* _Exercise description_
Spot each line in the data below containing "sender" and copy it.

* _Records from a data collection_
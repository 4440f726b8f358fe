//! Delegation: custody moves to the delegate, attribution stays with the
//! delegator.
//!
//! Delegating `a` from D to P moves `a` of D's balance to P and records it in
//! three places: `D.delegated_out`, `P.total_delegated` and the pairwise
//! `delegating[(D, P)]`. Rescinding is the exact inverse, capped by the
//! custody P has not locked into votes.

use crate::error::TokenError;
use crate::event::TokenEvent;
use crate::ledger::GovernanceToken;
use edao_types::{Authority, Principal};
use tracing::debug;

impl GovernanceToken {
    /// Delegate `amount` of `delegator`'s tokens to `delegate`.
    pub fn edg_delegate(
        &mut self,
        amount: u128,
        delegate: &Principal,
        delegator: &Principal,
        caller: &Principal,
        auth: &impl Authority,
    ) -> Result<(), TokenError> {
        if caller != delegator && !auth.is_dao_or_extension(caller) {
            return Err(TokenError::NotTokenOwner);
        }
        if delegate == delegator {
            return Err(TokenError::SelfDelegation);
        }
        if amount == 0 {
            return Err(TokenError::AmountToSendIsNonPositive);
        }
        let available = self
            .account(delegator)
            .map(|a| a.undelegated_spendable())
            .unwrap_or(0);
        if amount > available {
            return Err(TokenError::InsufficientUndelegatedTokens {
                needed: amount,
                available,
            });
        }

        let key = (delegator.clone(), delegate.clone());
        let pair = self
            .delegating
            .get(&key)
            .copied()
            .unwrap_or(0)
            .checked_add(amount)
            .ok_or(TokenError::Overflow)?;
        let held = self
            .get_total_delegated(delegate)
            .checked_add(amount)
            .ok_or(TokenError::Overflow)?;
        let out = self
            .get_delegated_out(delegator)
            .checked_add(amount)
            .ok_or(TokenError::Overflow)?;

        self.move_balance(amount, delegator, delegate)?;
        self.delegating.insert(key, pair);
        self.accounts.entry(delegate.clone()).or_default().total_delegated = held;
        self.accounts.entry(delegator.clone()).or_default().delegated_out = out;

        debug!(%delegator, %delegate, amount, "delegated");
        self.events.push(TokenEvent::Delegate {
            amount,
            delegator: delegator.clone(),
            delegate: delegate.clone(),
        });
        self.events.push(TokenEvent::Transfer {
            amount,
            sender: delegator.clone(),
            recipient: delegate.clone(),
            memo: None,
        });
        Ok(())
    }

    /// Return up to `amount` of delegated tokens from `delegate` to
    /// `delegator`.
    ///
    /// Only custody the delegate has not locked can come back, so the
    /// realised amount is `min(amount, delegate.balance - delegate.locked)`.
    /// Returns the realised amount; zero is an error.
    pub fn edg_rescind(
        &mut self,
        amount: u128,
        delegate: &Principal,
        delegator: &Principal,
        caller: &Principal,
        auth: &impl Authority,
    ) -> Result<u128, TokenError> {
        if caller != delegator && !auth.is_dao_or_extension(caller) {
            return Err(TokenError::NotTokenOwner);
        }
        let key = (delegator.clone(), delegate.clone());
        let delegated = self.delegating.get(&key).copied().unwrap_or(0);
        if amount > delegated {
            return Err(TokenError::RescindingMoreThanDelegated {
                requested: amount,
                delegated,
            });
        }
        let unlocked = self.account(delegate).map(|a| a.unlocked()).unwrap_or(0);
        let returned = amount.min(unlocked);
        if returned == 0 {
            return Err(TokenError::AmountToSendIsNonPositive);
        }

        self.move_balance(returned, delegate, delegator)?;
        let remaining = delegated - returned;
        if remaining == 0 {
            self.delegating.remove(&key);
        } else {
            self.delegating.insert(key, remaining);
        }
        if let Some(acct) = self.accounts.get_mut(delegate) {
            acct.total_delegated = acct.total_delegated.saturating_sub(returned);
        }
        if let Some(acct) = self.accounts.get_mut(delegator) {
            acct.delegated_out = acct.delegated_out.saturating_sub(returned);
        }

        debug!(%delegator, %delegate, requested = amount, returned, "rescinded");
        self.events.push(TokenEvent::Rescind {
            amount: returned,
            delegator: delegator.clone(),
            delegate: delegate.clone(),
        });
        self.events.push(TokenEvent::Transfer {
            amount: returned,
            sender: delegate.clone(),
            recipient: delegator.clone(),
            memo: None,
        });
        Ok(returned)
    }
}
==
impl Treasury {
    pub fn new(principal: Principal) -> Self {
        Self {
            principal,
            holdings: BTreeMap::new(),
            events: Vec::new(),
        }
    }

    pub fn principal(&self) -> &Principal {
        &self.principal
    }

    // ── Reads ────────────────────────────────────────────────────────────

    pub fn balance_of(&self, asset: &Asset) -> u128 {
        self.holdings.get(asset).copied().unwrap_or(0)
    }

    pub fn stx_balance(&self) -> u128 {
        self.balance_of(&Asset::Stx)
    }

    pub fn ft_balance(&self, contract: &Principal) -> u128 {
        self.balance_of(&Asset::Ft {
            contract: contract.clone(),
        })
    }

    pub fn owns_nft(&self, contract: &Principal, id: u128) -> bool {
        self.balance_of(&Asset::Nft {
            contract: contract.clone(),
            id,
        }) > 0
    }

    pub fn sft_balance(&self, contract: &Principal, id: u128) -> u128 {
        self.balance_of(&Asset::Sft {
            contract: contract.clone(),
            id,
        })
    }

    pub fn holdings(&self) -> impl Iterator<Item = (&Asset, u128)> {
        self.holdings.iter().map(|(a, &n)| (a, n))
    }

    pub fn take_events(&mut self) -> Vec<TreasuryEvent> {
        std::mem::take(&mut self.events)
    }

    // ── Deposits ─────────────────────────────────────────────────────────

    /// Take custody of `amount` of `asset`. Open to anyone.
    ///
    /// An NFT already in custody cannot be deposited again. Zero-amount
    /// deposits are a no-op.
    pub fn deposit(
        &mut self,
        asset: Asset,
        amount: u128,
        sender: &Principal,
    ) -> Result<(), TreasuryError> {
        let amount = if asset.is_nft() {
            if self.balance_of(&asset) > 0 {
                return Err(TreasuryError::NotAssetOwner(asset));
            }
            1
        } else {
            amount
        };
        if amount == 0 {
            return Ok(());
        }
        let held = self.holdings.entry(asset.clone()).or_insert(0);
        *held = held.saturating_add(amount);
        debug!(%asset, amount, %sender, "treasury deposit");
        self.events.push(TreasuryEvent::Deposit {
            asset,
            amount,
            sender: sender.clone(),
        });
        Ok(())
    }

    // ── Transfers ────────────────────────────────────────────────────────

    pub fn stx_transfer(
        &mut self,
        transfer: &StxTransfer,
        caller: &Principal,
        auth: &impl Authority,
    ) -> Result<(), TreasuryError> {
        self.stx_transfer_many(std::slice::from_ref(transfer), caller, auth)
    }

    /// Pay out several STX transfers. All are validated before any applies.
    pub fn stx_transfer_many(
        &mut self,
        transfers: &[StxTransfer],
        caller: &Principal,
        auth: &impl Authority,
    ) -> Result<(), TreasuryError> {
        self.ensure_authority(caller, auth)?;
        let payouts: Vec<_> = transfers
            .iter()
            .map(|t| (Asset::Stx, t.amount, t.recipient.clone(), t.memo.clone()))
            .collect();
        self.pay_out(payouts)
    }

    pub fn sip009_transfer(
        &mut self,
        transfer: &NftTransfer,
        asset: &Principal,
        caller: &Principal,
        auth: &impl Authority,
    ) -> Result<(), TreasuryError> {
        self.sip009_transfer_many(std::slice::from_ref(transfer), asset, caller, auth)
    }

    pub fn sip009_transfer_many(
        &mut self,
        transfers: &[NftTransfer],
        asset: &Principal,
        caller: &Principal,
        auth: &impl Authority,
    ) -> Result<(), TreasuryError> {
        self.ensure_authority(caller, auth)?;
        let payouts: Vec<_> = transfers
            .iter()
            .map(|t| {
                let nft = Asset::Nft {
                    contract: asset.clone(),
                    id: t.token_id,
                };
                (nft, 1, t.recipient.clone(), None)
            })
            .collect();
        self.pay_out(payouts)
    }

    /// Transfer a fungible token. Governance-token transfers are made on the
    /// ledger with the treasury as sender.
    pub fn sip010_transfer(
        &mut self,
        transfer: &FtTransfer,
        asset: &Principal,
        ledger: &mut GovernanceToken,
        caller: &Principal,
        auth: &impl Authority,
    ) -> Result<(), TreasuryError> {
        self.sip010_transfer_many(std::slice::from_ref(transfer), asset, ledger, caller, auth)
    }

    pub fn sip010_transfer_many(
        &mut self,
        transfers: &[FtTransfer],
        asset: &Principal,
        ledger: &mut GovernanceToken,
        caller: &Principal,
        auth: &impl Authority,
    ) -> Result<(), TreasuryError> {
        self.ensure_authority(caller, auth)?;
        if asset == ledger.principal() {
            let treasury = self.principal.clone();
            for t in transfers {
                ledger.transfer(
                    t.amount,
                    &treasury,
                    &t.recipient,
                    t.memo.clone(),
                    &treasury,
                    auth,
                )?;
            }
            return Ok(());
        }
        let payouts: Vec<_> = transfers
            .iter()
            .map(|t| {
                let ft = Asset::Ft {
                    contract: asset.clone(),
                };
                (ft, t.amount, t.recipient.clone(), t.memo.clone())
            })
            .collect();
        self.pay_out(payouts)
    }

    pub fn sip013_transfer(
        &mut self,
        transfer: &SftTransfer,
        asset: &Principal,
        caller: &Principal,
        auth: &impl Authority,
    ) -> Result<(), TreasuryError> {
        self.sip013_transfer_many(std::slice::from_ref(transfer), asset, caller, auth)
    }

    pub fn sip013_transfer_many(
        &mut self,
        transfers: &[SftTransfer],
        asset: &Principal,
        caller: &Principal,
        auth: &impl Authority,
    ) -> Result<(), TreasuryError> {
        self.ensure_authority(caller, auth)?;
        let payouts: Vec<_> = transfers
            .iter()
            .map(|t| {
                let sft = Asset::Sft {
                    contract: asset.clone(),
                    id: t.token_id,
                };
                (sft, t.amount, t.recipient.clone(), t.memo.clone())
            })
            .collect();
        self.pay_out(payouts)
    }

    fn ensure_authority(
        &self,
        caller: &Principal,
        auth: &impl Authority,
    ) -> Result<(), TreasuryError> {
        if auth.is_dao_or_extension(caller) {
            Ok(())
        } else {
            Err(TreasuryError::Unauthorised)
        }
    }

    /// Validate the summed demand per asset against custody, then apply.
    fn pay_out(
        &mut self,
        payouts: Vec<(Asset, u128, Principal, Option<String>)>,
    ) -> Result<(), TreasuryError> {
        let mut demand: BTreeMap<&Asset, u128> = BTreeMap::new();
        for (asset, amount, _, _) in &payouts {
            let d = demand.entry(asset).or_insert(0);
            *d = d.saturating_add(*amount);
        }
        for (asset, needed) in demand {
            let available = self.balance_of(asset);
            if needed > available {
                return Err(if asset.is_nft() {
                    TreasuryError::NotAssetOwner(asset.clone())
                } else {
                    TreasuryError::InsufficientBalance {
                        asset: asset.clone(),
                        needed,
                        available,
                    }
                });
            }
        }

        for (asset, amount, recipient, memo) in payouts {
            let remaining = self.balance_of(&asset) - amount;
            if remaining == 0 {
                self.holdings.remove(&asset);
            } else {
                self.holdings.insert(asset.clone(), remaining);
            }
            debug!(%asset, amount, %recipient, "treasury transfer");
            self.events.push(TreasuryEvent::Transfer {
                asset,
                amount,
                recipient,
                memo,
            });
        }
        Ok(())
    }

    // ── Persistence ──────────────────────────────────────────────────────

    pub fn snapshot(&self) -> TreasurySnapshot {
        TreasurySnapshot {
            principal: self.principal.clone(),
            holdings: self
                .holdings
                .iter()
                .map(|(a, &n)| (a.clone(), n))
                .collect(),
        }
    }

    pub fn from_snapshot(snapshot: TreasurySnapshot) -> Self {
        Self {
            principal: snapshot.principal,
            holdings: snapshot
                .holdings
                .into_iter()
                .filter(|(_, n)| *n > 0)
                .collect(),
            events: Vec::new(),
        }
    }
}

* _Solution to the problem_
            sender: delegator.clone(),
            sender: delegate.clone(),
        sender: &Principal,
        debug!(%asset, amount, %sender, "treasury deposit");
            sender: sender.clone(),
    /// ledger with the treasury as sender.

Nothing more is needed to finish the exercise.